I was sleepy, and not dreaming. So when I was talking garbage in the middle of the night it was because my regular dream cycle was not happening. And the dream cycle is where you empty your mental garbage can. I had not emptied my garbage can for months… Maybe more than a year. So all this garbage was overflowing and had to go somewhere: it comes out as sleeptalking in my all-too-light sleep cycle.

For five days now I have been on melatonin before bedtime. Still on klonopin and seroquel, so now I am on THREE sedatives. I sure am sleeping now. 11 hours a night. I guess this is what my body really needs right now.

It was my birthday on Tuesday. We all went out for a nice dinner. O had already given me presents in NYC because they were too fragile to make the trip to and from. I had a good time, but in my head my cancerversary has become a more important milestone for me right now. Maybe this will fade after I hit two years, maybe it will take five, but for now the end of February is where I am looking towards.

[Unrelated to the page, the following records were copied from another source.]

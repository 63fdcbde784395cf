//! Profile repository trait.

use async_trait::async_trait;

use super::model::UserProfile;
use crate::error::Result;

/// Read/write access to the authenticated user's profile.
#[async_trait]
pub trait ProfileRepository: Send + Sync {
    /// Fetches the current user's profile.
    async fn fetch_profile(&self) -> Result<UserProfile>;

    /// Updates basic profile fields; unset arguments are left unchanged.
    async fn update_profile(
        &self,
        username: Option<&str>,
        photo_url: Option<&str>,
    ) -> Result<UserProfile>;
}
//! Video domain model and playback URL helpers.

pub mod model;
pub mod repository;
pub mod youtube;

pub use model::Video;
pub use repository::{VideoAssistant, VideoRepository};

One of the things I was going to talk to my naturopath about was the transition from being a patient to not being a patient. I hate the “survivor” word. But regardless, my residual side effect symptoms have not gone away, nor has my energy come back in full, but I don’t know whether to wait for that to happen before I begin acting normal again, or whether to act normal as a way of helping break down the psychological barriers to that return. Of course it is a balance, and of course I am pushing myself too hard, but I thought it might have been useful to talk about. Maybe next time I am back here in April.

Sleep Study Results: I Don’t Sleep Much!

I met with my Otolaryngologist who conducted the sleep study. Results are negative for restless leg syndrome, sleep apnia, sleep talking, and (most importantly) seizures. That said I know I talk in my sleep; maybe it was the lack of my dear nocturnal interlocutor with whom I imagine I am having conversations (and somethimes actually do…)

What *is* interesting is that I had unusually low levels of REM sleep, and correspondingly I woke up more frequently than “normal”. I woke up 5 to 6 times an hour. Waking up has a special meaning in this context: from what he explained this means I go from deeper (bur not necessaryily REM) sleep to a much lighter conscious or semiconscious state, usually for a matter of seconds.

He asked me repeatedly if I fell asleep during the day, as this level of non-REM sleep must result in high levels of fatigue and day sleeping.

He also explained that all three of my current psychoactive drugs (lexapro, klonopin, and seroquel) all inhibit REM sleep. He wants to repeat the study once I have titrated off these meds.

The doctor was quick to emphasize that it was hard to sleep in the lab setting, and this does have a tendency to skew results towards worse sleep.

The takeaway: I’m not sleeping well, and it is probably because of the meds. That said there may be/certainly are long term neurological and hormonal changes from the Interferon that are hopefully temporary.

The goal: continue titrating of these meds. Will restart that when I meet with my Oncololgical Psychiatrist in January.